Poppée frappe la poitrine nue de Néron avec le talon aiguille d’une de ses chaussures, jusqu’à lui faire mal ; l’empereur saisit les cheveux de sa nouvelle épouse pour l’attirer violemment à lui. Le magnifique duo final (« Pur ti miro, pur ti godo ») du Couronnement de Poppée de Monteverdi tel qu’imaginé par Calixto Bieito pour la dernière nouvelle production de la saison à Zurich résume, à lui seul, le spectacle : le metteur en scène catalan a choisi de décrire sans fard les turpitudes, les excès et la soif de pouvoir des membres d’une société hédoniste et décadente, où chacun ne pense qu’à soi et à son propre plaisir. Tout ici, même le sexe, est utilisé comme instrument pour parvenir à ses fins. La scène de l’Opernhaus est occupée par plusieurs rangées de spectateurs ; au milieu, un escalier lumineux mène à une passerelle circulaire installée au-dessus de la fosse et sur laquelle défilent les personnages. Les musiciens trouvent place au centre du dispositif. Les chanteurs sont ainsi très proches du public. Des deux côtés du plateau, des écrans géants montrent en gros plan leurs visages et leurs expressions. Nous sommes plongés dans une société qui célèbre le culte de l’image : tout se sait, chacun veut s’afficher et se montrer. La passerelle évoque les défilés de mode, mais elle peut aussi être vue comme une arène, lieu de combat et de pouvoir. Comme le montrent les vêtements modernes et élégants des solistes, pour le metteur en scène l’important n’est pas tant l’époque à laquelle se situe l’intrigue, mais plutôt les relations et les interactions entre les personnages. Jamais L’incoronazione di Poppea n’aura semblé si moderne, c’est le grand mérite de la production de Calixto Bieito.

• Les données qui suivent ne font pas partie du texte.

//! juicebot core types: game-server workloads and guild-scoped access control.

#![forbid(unsafe_code)]

use std::collections::BTreeMap;
use std::fmt;

use serde::{Deserialize, Serialize};

pub mod mock;
pub mod servers;
pub mod source;

pub use servers::{GameServers, ListResult, Requester, ServerEntry, ToggleOutcome, ToggleResult};
pub use source::{ServerError, SourceError, WorkloadSource};

/// Label marking a workload as a bot-managed game server.
pub const MARKER_KEY: &str = "juicecloud.org/juicebot-game-server";
/// Value the marker label carries on listed workloads.
pub const MARKER_VALUE: &str = "true";
/// Annotation holding the comma-separated guild ids allowed to see/operate the workload.
pub const GUILDS_KEY: &str = "juicecloud.org/juicebot-guilds";
/// Label overriding the name shown to users.
pub const DISPLAY_NAME_KEY: &str = "app.kubernetes.io/name";

pub mod prelude {
    pub use super::{
        is_authorized, AccessControl, GameServers, Requester, ServerId, TargetState, ToggleOutcome, ToggleResult,
        Workload, WorkloadKind, WorkloadRef, WorkloadSource,
    };
}

/// Replica-controlled resource kinds a game server may be deployed as.
#[derive(Debug, Clone, Copy, Serialize, Deserialize, PartialEq, Eq, Hash)]
pub enum WorkloadKind {
    Deployment,
    StatefulSet,
}

impl WorkloadKind {
    /// Lookup order used when resolving a server by name.
    pub const ALL: [WorkloadKind; 2] = [WorkloadKind::Deployment, WorkloadKind::StatefulSet];

    pub fn as_str(&self) -> &'static str {
        match self {
            WorkloadKind::Deployment => "Deployment",
            WorkloadKind::StatefulSet => "StatefulSet",
        }
    }
}

impl fmt::Display for WorkloadKind {
    fn fmt(&self, f: &mut fmt::Formatter<'_>) -> fmt::Result { f.write_str(self.as_str()) }
}

/// A game server as observed in the cluster. Fetched fresh per request, never cached.
#[derive(Debug, Clone, Serialize, Deserialize, PartialEq, Eq)]
pub struct Workload {
    pub namespace: String,
    pub name: String,
    pub kind: WorkloadKind,
    pub desired_replicas: u32,
    pub ready_replicas: u32,
    /// Labels merged with annotations (annotations win on collision).
    pub access_control: BTreeMap<String, String>,
    pub display_name: Option<String>,
    /// Opaque version used to make replica updates conditional.
    pub resource_version: Option<String>,
}

impl Workload {
    pub fn display_name(&self) -> &str { self.display_name.as_deref().unwrap_or(&self.name) }

    pub fn is_running(&self) -> bool { self.ready_replicas > 0 }

    pub fn to_ref(&self) -> WorkloadRef {
        WorkloadRef {
            namespace: self.namespace.clone(),
            name: self.name.clone(),
            kind: self.kind,
            resource_version: self.resource_version.clone(),
        }
    }
}

/// Address of a workload for mutation.
#[derive(Debug, Clone, Serialize, Deserialize, PartialEq, Eq)]
pub struct WorkloadRef {
    pub namespace: String,
    pub name: String,
    pub kind: WorkloadKind,
    pub resource_version: Option<String>,
}

impl fmt::Display for WorkloadRef {
    fn fmt(&self, f: &mut fmt::Formatter<'_>) -> fmt::Result { write!(f, "{}/{}", self.namespace, self.name) }
}

/// Parsed view of a workload's access-control metadata.
#[derive(Debug, Clone, Default, PartialEq, Eq)]
pub struct AccessControl {
    pub managed: bool,
    pub guilds: Vec<String>,
}

impl AccessControl {
    pub fn from_metadata(meta: &BTreeMap<String, String>) -> Self {
        let managed = meta.contains_key(MARKER_KEY);
        let guilds = meta
            .get(GUILDS_KEY)
            .map(|v| v.split(',').map(str::trim).filter(|g| !g.is_empty()).map(str::to_string).collect())
            .unwrap_or_default();
        Self { managed, guilds }
    }

    pub fn allows(&self, guild_id: &str) -> bool { self.managed && self.guilds.iter().any(|g| g == guild_id) }
}

/// Whether `guild_id` may see and operate a workload carrying `meta`.
///
/// Fails closed: without the marker key, or with no guild list, nobody is authorized.
/// Matching is exact and case-sensitive after trimming each list entry.
pub fn is_authorized(meta: &BTreeMap<String, String>, guild_id: &str) -> bool {
    if !meta.contains_key(MARKER_KEY) {
        return false;
    }
    match meta.get(GUILDS_KEY) {
        Some(list) => list.split(',').any(|g| g.trim() == guild_id),
        None => false,
    }
}

/// `namespace/name` identifier users type into `/servers start|stop`.
#[derive(Debug, Clone, PartialEq, Eq, Hash)]
pub struct ServerId {
    pub namespace: String,
    pub name: String,
}

impl ServerId {
    pub fn parse(raw: &str) -> Option<Self> {
        let (namespace, name) = raw.trim().split_once('/')?;
        if namespace.is_empty() || name.is_empty() || name.contains('/') {
            return None;
        }
        Some(Self { namespace: namespace.to_string(), name: name.to_string() })
    }
}

impl fmt::Display for ServerId {
    fn fmt(&self, f: &mut fmt::Formatter<'_>) -> fmt::Result { write!(f, "{}/{}", self.namespace, self.name) }
}

#[derive(Debug, Clone, Copy, Serialize, Deserialize, PartialEq, Eq)]
pub enum TargetState {
    Running,
    Stopped,
}

impl TargetState {
    pub fn replicas(&self) -> u32 {
        match self {
            TargetState::Running => 1,
            TargetState::Stopped => 0,
        }
    }

    /// State implied by a desired replica count; anything scaled up counts as running.
    pub fn from_replicas(desired: u32) -> Self {
        if desired >= 1 { TargetState::Running } else { TargetState::Stopped }
    }
}

#[cfg(test)]
mod tests {
    use super::*;
    use rand::{rngs::StdRng, seq::SliceRandom, Rng, SeedableRng};

    fn meta(pairs: &[(&str, &str)]) -> BTreeMap<String, String> {
        pairs.iter().map(|(k, v)| (k.to_string(), v.to_string())).collect()
    }

    #[test]
    fn authorized_when_guild_listed() {
        let m = meta(&[(MARKER_KEY, "true"), (GUILDS_KEY, "100, 200")]);
        assert!(is_authorized(&m, "100"));
        assert!(is_authorized(&m, "200"));
        assert!(!is_authorized(&m, "300"));
    }

    #[test]
    fn missing_marker_denies_everyone() {
        assert!(!is_authorized(&BTreeMap::new(), "100"));
        assert!(!is_authorized(&meta(&[("app", "minecraft"), ("tier", "gold")]), "100"));
        assert!(!is_authorized(&meta(&[(GUILDS_KEY, "100")]), "100"));
    }

    #[test]
    fn empty_or_absent_guild_list_denies() {
        assert!(!is_authorized(&meta(&[(MARKER_KEY, "true")]), "100"));
        assert!(!is_authorized(&meta(&[(MARKER_KEY, "true"), (GUILDS_KEY, "")]), ""));
        assert!(!is_authorized(&meta(&[(MARKER_KEY, "true"), (GUILDS_KEY, " , ,")]), "100"));
    }

    #[test]
    fn matching_is_exact_and_case_sensitive() {
        let m = meta(&[(MARKER_KEY, "true"), (GUILDS_KEY, "abc,1000")]);
        assert!(!is_authorized(&m, "ABC"));
        assert!(!is_authorized(&m, "100"));
        assert!(!is_authorized(&m, " abc"));
    }

    #[test]
    fn randomized_padding_and_order() {
        let mut rng = StdRng::seed_from_u64(0x6a75_6963_65);
        let pads = ["", " ", "  ", "\t", " \t "];
        for _ in 0..500 {
            let mut guilds: Vec<String> = (0..rng.random_range(1..6)).map(|_| rng.random_range(1..10_000u32).to_string()).collect();
            guilds.shuffle(&mut rng);
            let value = guilds
                .iter()
                .map(|g| format!("{}{}{}", pads[rng.random_range(0..pads.len())], g, pads[rng.random_range(0..pads.len())]))
                .collect::<Vec<_>>()
                .join(",");
            let with_marker = meta(&[(MARKER_KEY, "true"), (GUILDS_KEY, &value)]);
            let without_marker = meta(&[(GUILDS_KEY, &value)]);
            let probe = rng.random_range(1..10_000u32).to_string();
            assert_eq!(is_authorized(&with_marker, &probe), guilds.contains(&probe), "value={value:?} probe={probe}");
            for g in &guilds {
                assert!(is_authorized(&with_marker, g));
                assert!(!is_authorized(&without_marker, g));
            }
            assert_eq!(AccessControl::from_metadata(&with_marker).guilds, guilds);
        }
    }

    #[test]
    fn access_control_view_agrees_with_filter() {
        let m = meta(&[(MARKER_KEY, "true"), (GUILDS_KEY, " 1 ,2,,3 ")]);
        let ac = AccessControl::from_metadata(&m);
        assert!(ac.managed);
        assert_eq!(ac.guilds, vec!["1", "2", "3"]);
        for g in ["1", "2", "3", "4", ""] {
            assert_eq!(ac.allows(g), is_authorized(&m, g));
        }
    }

    #[test]
    fn server_id_parses_namespace_and_name() {
        let id = ServerId::parse("games/minecraft").expect("ok");
        assert_eq!(id.namespace, "games");
        assert_eq!(id.name, "minecraft");
        assert_eq!(id.to_string(), "games/minecraft");
    }

    #[test]
    fn server_id_rejects_malformed() {
        for raw in ["", "a", "a/b/c", "/b", "a/", "/"] {
            assert!(ServerId::parse(raw).is_none(), "{raw:?}");
        }
    }

    #[test]
    fn target_state_replicas() {
        assert_eq!(TargetState::Running.replicas(), 1);
        assert_eq!(TargetState::Stopped.replicas(), 0);
        assert_eq!(TargetState::from_replicas(0), TargetState::Stopped);
        assert_eq!(TargetState::from_replicas(3), TargetState::Running);
    }
}
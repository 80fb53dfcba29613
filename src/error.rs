/// Errors surfaced by store mutations and iterator construction.
///
/// Lookup-style calls report absence through `Option` instead; iterator
/// invalidation is latched into the iterator itself and read back through
/// [`crate::IterStatus`].
#[derive(Debug, Clone, Copy, PartialEq, Eq, thiserror::Error)]
pub enum TrieError {
    /// Keys must be NUL-free so the C surface can hand them out as
    /// `const char *` without re-encoding.
    #[error("key contains an interior NUL byte")]
    EmbeddedNul,

    #[error("key is not present in the trie")]
    KeyNotFound,

    /// Pair enumeration over zero-length keys would only ever compare the
    /// empty key with itself.
    #[error("pair enumeration requires a key length of at least 1")]
    EmptyPairKey,

    /// A Hamming bound of zero cannot match anything but the query itself,
    /// which is always excluded.
    #[error("maximum Hamming distance must be at least 1")]
    ZeroMaxDist,
}

pub(crate) type Result<T> = std::result::Result<T, TrieError>;
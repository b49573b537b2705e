//! Streaming RPC frame header.
//!
//! Every frame on the wire starts with a packed 32-bit header:
//!
//! ```text
//! bits 31-28: protocol version (0-15)
//! bits 27-0 : payload length in bytes (0 .. 2^28-1)
//! ```
//!
//! The packed word travels big-endian. Pack/unpack here is pure bit
//! masking with no error path — out-of-range inputs are masked, and the
//! frame parser above this layer rejects versions it does not recognize.

/// Version spoken by this implementation.
pub const PROTOCOL_VERSION: u8 = 1;

/// Mask selecting the version bits of a packed header.
pub const VERSION_MASK: u32 = 0xf000_0000;

/// Mask selecting the payload-length bits of a packed header.
pub const SIZE_MASK: u32 = 0x0fff_ffff;

/// Pack `version` and payload `size` into a header word.
#[inline]
pub fn encode_header(version: u8, size: u32) -> u32 {
    ((u32::from(version) << 28) & VERSION_MASK) | (size & SIZE_MASK)
}

/// Unpack a header word into `(version, size)`.
#[inline]
pub fn decode_header(header: u32) -> (u8, u32) {
    (((header & VERSION_MASK) >> 28) as u8, header & SIZE_MASK)
}

#[cfg(test)]
mod tests {
    use super::*;

    #[test]
    fn test_round_trip_all_versions() {
        for version in 0..=15u8 {
            for size in [0u32, 1, 42, SIZE_MASK - 1, SIZE_MASK] {
                let packed = encode_header(version, size);
                assert_eq!(decode_header(packed), (version, size));
            }
        }
    }

    #[test]
    fn test_out_of_range_inputs_masked() {
        // Version keeps only 4 bits, size only 28.
        let packed = encode_header(0xFF, 0xffff_ffff);
        assert_eq!(decode_header(packed), (0x0F, SIZE_MASK));
    }

    #[test]
    fn test_known_packing() {
        assert_eq!(encode_header(1, 6), 0x1000_0006);
        assert_eq!(decode_header(0x1000_0006), (1, 6));
    }
}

Le plateau vocal, composé de chanteurs relativement jeunes, est très homogène et engagé. L’incarnation la plus réussie est l’Ottavia de Stéphanie d’Oustrac, qui interprète une impératrice déchue tantôt figeant sa tristesse dans des lamenti impressionnants d’émotion contenue, tantôt se muant en furie qui laisse éclater sa colère et fait frémir toute la salle. Malgré une voix à la projection limitée, Delphine Galou est un Ottone superbement digne et expressif et particulièrement investi scéniquement. Arrivé à Zurich à la dernière minute pour remplacer un collègue malade, le contre-ténor David Hanse campe un Néron hystérique et névrosé, n’hésitant pas à poursuivre de ses avances aussi bien les femmes que les hommes, ce qui vaut un duo avec Lucano plutôt osé. Si la voix de l’empereur romain n’est pas très puissante, elle finit par envoûter et sait se faire précise dans les vocalises. Julie Fuchs est une Poppée exubérante et virtuose mais un peu trop sage, son personnage manquant de perversité et de noirceur. Contrairement à ce qui s’est passé à Hambourg, la grossesse de la chanteuse ne l’a pas empêchée de fouler les planches zurichoises et a même été intégrée au spectacle puisque dans la célèbre scène finale, Poppée déboutonne son chemisier pour laisser apparaître son ventre rond, que Néron va caresser avec satisfaction. On retient également le Sénèque digne et sonore de Nahuel Di Pierro, la Drusilla peroxydée à la Marilyn Monroe de Deanna Breiwick ainsi que la nourrice maniérée et extravagante de Manuel Nunez Camelino. Les seuls à ne pas véritablement tirer leur épingle du jeu sont le chef Ottavio Dantone et les musiciens. Non que la qualité de leur prestation soit en cause - leur précision dans le jeu, le soyeux de leur son et leur sens des détails sont même remarquables -, mais comme les chanteurs et les écrans géants accaparent déjà pleinement les spectateurs, la musique est malheureusement reléguée au second plan. Il n’en demeure pas moins que cette production du Couronnement de Poppée fera date.